Challenging behavior is known as a core symptom in neuropathological mucopolysaccharidoses alongside with its extensive effect on the well-being of affected families [7, 13, 21, 33, 39]. Literature highlights the urge for investigation into possible solutions in the management of challenging behavior in MPS [16, 35]. This study could provide a first step towards the collection of effective practical strategies for coping with challenging behavior in MPS. Given the explorative character of the study, alongside with its limitations, the validity of findings should be confirmed in case control studies to allow implementation in the every-day life of affected families.

In line with previous findings, challenging behavior in MPS II and -III seemed considerably more frequent and difficult to manage than in MPS I [2, 14, 16]. Sleep disturbance, hyperactivity and agitation are reported highly frequent and stressful symptoms. Furthermore, aggression and orality need to be considered relevant due to major parent stress.

Distraction, relief, the adaption of frame conditions and medication might be effective strategies when dealing with sleep disturbance and hyperactivity in MPS. Similar effectiveness ratings of medication- and non-medication-strategies highlight the importance of the latter, particularly against the background of absent side effects. Manageability of aggression seems limited which might be one reason for high respective parent stress. Worthwhile approaches might include distraction techniques and reassurance rather than operant conditioning. Parents frequently reported repeated behavior as part of their child’s actions although repetitive behavior is not considered symptomatic for MPS [59]. They seem to have developed effective strategies in the management of this behavior. Transmission of these strategies to inexperienced affected families might require to accredit the behavior as symptomatic for the disease, however it may be referred to.

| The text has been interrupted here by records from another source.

// Copyright 2025 The Ember Authors.
//
// Use of this source code is governed by a BSD 3-clause
// license that can be found in the LICENSE file.

//! Implements the kernel's interrupt discipline.
//!
//! The scheduler's critical sections are guarded by disabling interrupts,
//! not by locks: on a single CPU, code that runs with interrupts disabled
//! cannot be preempted, so it may mutate the scheduler's queues freely.
//! This crate provides that discipline as three flags:
//!
//! * the interrupt *level* ([`Level::On`] or [`Level::Off`]), changed with
//!   [`enable`], [`disable`] and [`set_level`];
//! * the *handler context* flag ([`context`]), set while an external
//!   interrupt handler runs;
//! * the deferred-yield flag, set by a handler with [`yield_on_return`]
//!   and collected by [`dispatch`] when the handler finishes.
//!
//! External interrupts enter through [`dispatch`], which runs the handler
//! with interrupts off and the context flag set, then reports whether the
//! handler requested a yield. The caller performs that yield once the
//! handler has fully unwound, which is the only safe point to switch
//! threads out of an interrupt.
//!
//! Interrupts start out disabled; the thread system enables them once the
//! idle and wakeup threads exist.

#![no_std]

use core::sync::atomic::{AtomicBool, Ordering};

/// The two interrupt states.
///
#[derive(Clone, Copy, Debug, Eq, PartialEq)]
pub enum Level {
    /// Interrupts are enabled and a handler may be dispatched.
    On,

    /// Interrupts are disabled.
    Off,
}

/// Whether interrupts are currently enabled.
///
static ENABLED: AtomicBool = AtomicBool::new(false);

/// Whether an external interrupt handler is currently
/// running.
///
static IN_HANDLER: AtomicBool = AtomicBool::new(false);

/// Whether the running handler has requested that the
/// interrupted thread yield once the handler returns.
///
static YIELD_ON_RETURN: AtomicBool = AtomicBool::new(false);

/// Returns the current interrupt level.
///
pub fn level() -> Level {
    if ENABLED.load(Ordering::SeqCst) {
        Level::On
    } else {
        Level::Off
    }
}

/// Returns whether interrupts are enabled.
///
pub fn are_enabled() -> bool {
    ENABLED.load(Ordering::SeqCst)
}

/// Enables interrupts, returning the previous level.
///
/// # Panics
///
/// `enable` panics if called from an interrupt handler:
/// handlers always run to completion with interrupts off.
///
pub fn enable() -> Level {
    assert!(!context(), "interrupts enabled in an interrupt handler");
    if ENABLED.swap(true, Ordering::SeqCst) {
        Level::On
    } else {
        Level::Off
    }
}

/// Disables interrupts, returning the previous level.
///
pub fn disable() -> Level {
    if ENABLED.swap(false, Ordering::SeqCst) {
        Level::On
    } else {
        Level::Off
    }
}

/// Sets the interrupt level, returning the previous level.
///
pub fn set_level(level: Level) -> Level {
    match level {
        Level::On => enable(),
        Level::Off => disable(),
    }
}

/// Runs `f` with interrupts disabled, restoring the
/// previous level afterwards.
///
pub fn without_interrupts<F, R>(f: F) -> R
where
    F: FnOnce() -> R,
{
    let old_level = disable();
    let ret = f();
    set_level(old_level);
    ret
}

/// Returns whether an external interrupt handler is
/// currently running.
///
pub fn context() -> bool {
    IN_HANDLER.load(Ordering::SeqCst)
}

/// Requests that the interrupted thread yield the CPU once
/// the current handler returns.
///
/// # Panics
///
/// `yield_on_return` panics if called outside an interrupt
/// handler.
///
pub fn yield_on_return() {
    assert!(context(), "yield_on_return called outside an interrupt handler");
    YIELD_ON_RETURN.store(true, Ordering::SeqCst);
}

/// Delivers one external interrupt, running `handler` under
/// the handler discipline.
///
/// The handler runs with interrupts disabled and [`context`]
/// set. `dispatch` returns whether the handler requested a
/// yield, clearing the request; the caller must then yield on
/// the interrupted thread's behalf.
///
/// # Panics
///
/// `dispatch` panics if interrupts are disabled (hardware
/// would hold the interrupt line instead) or if a handler is
/// already running.
///
pub fn dispatch<F>(handler: F) -> bool
where
    F: FnOnce(),
{
    assert!(are_enabled(), "interrupt delivered with interrupts disabled");
    assert!(!context(), "interrupt delivered inside an interrupt handler");

    ENABLED.store(false, Ordering::SeqCst);
    IN_HANDLER.store(true, Ordering::SeqCst);
    handler();
    IN_HANDLER.store(false, Ordering::SeqCst);
    ENABLED.store(true, Ordering::SeqCst);

    YIELD_ON_RETURN.swap(false, Ordering::SeqCst)
}

#[cfg(test)]
mod tests {
    use super::*;

    // The flags are process-wide, so the whole discipline is
    // exercised by a single sequential test.
    #[test]
    fn discipline() {
        assert_eq!(level(), Level::Off);
        assert!(!are_enabled());
        assert!(!context());

        assert_eq!(enable(), Level::Off);
        assert_eq!(enable(), Level::On);
        assert!(are_enabled());

        assert_eq!(disable(), Level::On);
        assert_eq!(disable(), Level::Off);
        assert_eq!(set_level(Level::On), Level::Off);

        let nested = without_interrupts(|| {
            assert_eq!(level(), Level::Off);
            without_interrupts(|| assert_eq!(level(), Level::Off));
            assert_eq!(level(), Level::Off);
            42
        });
        assert_eq!(nested, 42);
        assert_eq!(level(), Level::On);

        // A handler runs with interrupts off and the context
        // flag set; its yield request is reported once.
        let must_yield = dispatch(|| {
            assert!(context());
            assert_eq!(level(), Level::Off);
            yield_on_return();
        });
        assert!(must_yield);
        assert_eq!(level(), Level::On);
        assert!(!context());

        assert!(!dispatch(|| {}));

        disable();
    }
}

Results are in line with previous findings, highlighting the importance of acceptance of illness for parental well-being [34, 53]. Parents seem to grow into this state of acceptance, largely uninfluenced by child behavior or state of illness. Awareness of this could encourage their personal coping abilities. Social exchange and private space seemed important to strengthen personal and interfamilial functioning. Networking with other affected families appears to be crucial when dealing with a rare disorder like MPS.

Conclusions and perspective

Findings of this study implicate that parents could benefit from a multimodal mentoring plan including:

First day-to-day practical coping strategies against challenging behavior. A register of specific measures could help affected families to implement effective day-to-day coping. Diary documentation could help practitioners and families to evaluate strategies.

Second pharmacological treatment of challenging behavior such as sleep disturbance and hyperactivity, carefully considering possible side effects.

Third supervised support of familial resilience. Allowance of personal and interfamilial space and motivation towards social interconnection seem crucial in this regard. In this context, networking with other affected families is highly recommendable.

Assessed strategies may further be of use for the adaption of existing parenting programs for challenging behavior in children with intellectual disabilities to the special needs in MPS [15, 60].

This study could provide a first step towards the exploration of possible strategies for coping with challenging behavior in MPS and the complex burden that derives from the disorder. Future investigation is needed to confirm findings and allow implementation in families everyday lifes.